Professional
New member
Siyasetçiler ne yaparlarsa yapsınlar haklı olduklarına inanmamızı dilek ederler; her attıkları adımda kesinlikle bir hikmet bulunduğunu düşünmemizi isterler. Her durumda yaptıklarına bir kılıf bulurlar. Kılıfa sığmayacak büyüklükteki bariz yanlışları için de çabucak mazeretler ileri sürerler. Buna “gerçeklerle karşılaşan siyasetçi refleksi” diyebiliriz. “Düşmeseydim de aslına bakarsanız inecektim” diyen Nasrettin Hoca refleksinin bir çeşidi…
Tamam da bunu yaparken milletin zekasıyla alay etmekten de kaçınmak lazım. Paramızı pul eden, çarşı pazarı felce uğratan, üretimi durduran uygulamaların mazeretine bakın: İktisatta yeni bir model deneniyormuş. Allah aşkına, bu biçimde mazeret mi olur!
Cumhurbaşkanı Erdoğan’ın pazartesi günkü kabine toplantısında yaptığı “Ya ülkemizde evvelce beri hâkim olan anlayışı sürdürerek yatırımdan, üretimden, büyümeden, istihdamdan vazgeçecektik ya da kendi evvelarimize göre yolumuza devam ederek tarihi bir çabayı göze alacaktık” açıklamasında bu yeni modelin tarifi yer alıyormuş. “AK Parti kurmayları, denenen yeni modelin 5 ay daha sonra olumlu sonuç vereceğini düşünüyor”larmış.

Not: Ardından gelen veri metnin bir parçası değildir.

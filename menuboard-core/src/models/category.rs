use serde::{Deserialize, Serialize};

use super::{Icon, Id};
use crate::api::{ApiError, IntoPayload, Payload};

#[derive(Debug, Clone, Serialize, Deserialize, PartialEq)]
pub struct MenuCategory {
    pub id: Id,
    pub name: String,
    #[serde(default)]
    pub description: Option<String>,
    /// Kept as the raw name so unknown icons from the server still parse.
    #[serde(default)]
    pub icon_name: String,
    pub restaurant: Id,
}

impl MenuCategory {
    /// Resolves `icon_name` against the icon set, falling back to the default.
    pub fn icon(&self) -> Icon {
        self.icon_name.parse().unwrap_or_default()
    }
}

/// Body of `POST /api/menu-categories/`.
#[derive(Debug, Clone, Serialize, PartialEq)]
pub struct NewMenuCategory {
    pub name: String,
    pub description: Option<String>,
    pub icon_name: Icon,
    pub restaurant: Id,
}

impl NewMenuCategory {
    pub fn new(name: impl Into<String>, restaurant: Id) -> Self {
        Self {
            name: name.into(),
            description: None,
            icon_name: Icon::default(),
            restaurant,
        }
    }

    pub fn with_description(mut self, description: impl Into<String>) -> Self {
        self.description = Some(description.into());
        self
    }

    pub fn with_icon(mut self, icon: Icon) -> Self {
        self.icon_name = icon;
        self
    }
}

impl IntoPayload for NewMenuCategory {
    fn into_payload(self) -> Result<Payload, ApiError> {
        Payload::json(&self)
    }
}

/// Body of `PUT /api/menu-categories/{id}/`.
#[derive(Debug, Clone, Serialize, PartialEq)]
pub struct MenuCategoryUpdate {
    pub name: String,
    pub description: Option<String>,
    pub icon_name: Icon,
    pub restaurant: Id,
}

impl From<&MenuCategory> for MenuCategoryUpdate {
    fn from(category: &MenuCategory) -> Self {
        Self {
            name: category.name.clone(),
            description: category.description.clone(),
            icon_name: category.icon(),
            restaurant: category.restaurant,
        }
    }
}

impl IntoPayload for MenuCategoryUpdate {
    fn into_payload(self) -> Result<Payload, ApiError> {
        Payload::json(&self)
    }
}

Güzel hoş de bu iktidar iş başına geldiğinde niçin denememişler bunu? Ekonomiyi yatırım, istihdam ve üretim odaklı hale getirmenin daha gerçek bir siyaset olacağını yeni mi anlamışlar? Tıpkı faizle ilgili “nas” konusunun akıllarına 20 sene daha sonra gelmesi üzere.
***
Pekala, iktisadın hali niçin bu biçimdeymiş? Zira Türkiye’nin bu yeni ekonomik modele geçmeye hazırlandığını bakılırsan dış güçler çabucak kur üzerinden akın başlatmışlar. Başkanlık rejimine geçmemizden bu yana paramızın yüzde 300 kıymet kaybetmesinin hatalısı iktisat uzmanlarının onca ihtarına karşın inatla uygulanan akıldışı siyasetler değilmiş meğer! Dış güçlermiş.

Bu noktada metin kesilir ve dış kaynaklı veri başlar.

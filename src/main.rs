use clap::{Parser, Subcommand};
use std::path::PathBuf;
use std::sync::Arc;

use tracing_subscriber::{layer::SubscriberExt, util::SubscriberInitExt, EnvFilter};

mod commands;
mod config;
mod console;

use commands::{
    AuthCommand, CategoryCommand, ConfigCommand, DashboardCommand, ExportCommand, ItemCommand,
    MenuCommand, Reported, RestaurantCommand,
};
use config::{Config, DEFAULT_LOG_FILTER};
use console::ConsoleNotifier;
use menuboard_core::{ApiClient, MenuBoard, SessionStore};

#[derive(Parser)]
#[command(name = "menuboard")]
#[command(version)]
#[command(about = "Manage restaurant menus from the terminal", long_about = None)]
struct Cli {
    /// Path to config file
    #[arg(long, short, global = true)]
    config: Option<PathBuf>,

    #[command(subcommand)]
    command: Option<Commands>,
}

#[derive(Subcommand)]
enum Commands {
    /// Manage restaurants
    Restaurant(RestaurantCommand),

    /// Manage menu categories
    Category(CategoryCommand),

    /// Manage menu items
    Item(ItemCommand),

    /// Owner dashboard for the selected restaurant
    Dashboard(DashboardCommand),

    /// Public menu of one restaurant
    Menu(MenuCommand),

    /// Download a restaurant's menu as PDF or QR code
    Export(ExportCommand),

    /// Manage the session token
    Auth(AuthCommand),

    /// Manage configuration
    Config(ConfigCommand),
}

#[tokio::main]
async fn main() {
    if let Err(e) = run().await {
        // Reported failures were already printed as a notice.
        if !e.is::<Reported>() {
            eprintln!("Error: {}", e);
        }
        std::process::exit(1);
    }
}

async fn run() -> Result<(), Box<dyn std::error::Error>> {
    let cli = Cli::parse();

    let config = Config::load(cli.config.clone())?;
    init_tracing(&config);

    let session = SessionStore::new(config.session_path.value.clone());
    let client = ApiClient::new(config.api_url.value.clone(), Arc::new(session.clone()));
    let board = MenuBoard::new(client, Arc::new(ConsoleNotifier));

    match cli.command {
        Some(Commands::Restaurant(cmd)) => cmd.run(&board).await?,
        Some(Commands::Category(cmd)) => cmd.run(&board).await?,
        Some(Commands::Item(cmd)) => cmd.run(&board).await?,
        Some(Commands::Dashboard(cmd)) => cmd.run(&board).await?,
        Some(Commands::Menu(cmd)) => cmd.run(&board).await?,
        Some(Commands::Export(cmd)) => cmd.run(&board).await?,
        Some(Commands::Auth(cmd)) => cmd.run(&session, &config)?,
        Some(Commands::Config(cmd)) => cmd.run(&config, cli.config)?,
        None => {
            println!("Use --help to see available commands");
        }
    }

    Ok(())
}

fn init_tracing(config: &Config) {
    let filter = EnvFilter::try_new(&config.log_filter.value)
        .unwrap_or_else(|_| EnvFilter::new(DEFAULT_LOG_FILTER));

    tracing_subscriber::registry()
        .with(filter)
        .with(tracing_subscriber::fmt::layer().with_writer(std::io::stderr))
        .init();
}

örneğin, sadece 128 milyar dolar rezervin satışında ve sırf bunun yurt ortasında satılan kısmından iki sene ortasında meçhul birilerinin en az 300 milyar TL kazanmasının ve bu ortada milletin fakirleşmesinin sorumlusu dış güçlermiş.
örneğin, bir arkadaş gazete sahibi olsun diye milletin parasını bu işe yatırıp alacağının üstüne soğuk su içmek zorunda kalan kamu bankalarının buna emsal bakılırsav ziyanlarının sorumlusu dış güçlermiş. Bu bankaların idare heyetine kesimin uzmanları yerine ulusal güreşçilerin atanmasının da.
örneğin, evvelki devirlerde kâr eden Çaykur, THY, BOTAŞ, PTT, TCDD, Türkiye Denizcilik İşletmeleri, TPAO, Borsa İstanbul, TÜRKSAT, Eti Maden ve Kayseri Şeker’in de ortalarında bulunduğu devlete ilişkin şirketlerin birçoklarının Varlık Fonu’na devredilip tek elden yönetilmeye başladıktan daha sonra ziyan eder hale gelmelerinin sorumlusu dış güçlermiş. (Çoğu Türkiye’nin kendi kaynaklarını kullanarak “üretim” yapması fikrine dayalı “eski bir iktisat modelinin” eserleri olan bu şirketlerin varlıklarını garanti olarak gösterip dışarıdan yüksek faizli kredi toplama fikri de dış güçlerinmiş demek.)
Devletin nasıl yönetilmemesi gerektiğini dosta, düşmana uygulamalı olarak göstermemizin sorumlusu da dış güçler esasen. Devlette kurumsal geleneklerin, deneyimin, istişarenin, liyakatin vs. bir yana bırakılıp şahsa bağlı idare anlayışının meselai sergileyenler bir daha dış güçler… Her kurumun merkezdeki dar bir etrafın denetimine alınarak işlevsizleştirilmesinin sorumlusu da dış güçler…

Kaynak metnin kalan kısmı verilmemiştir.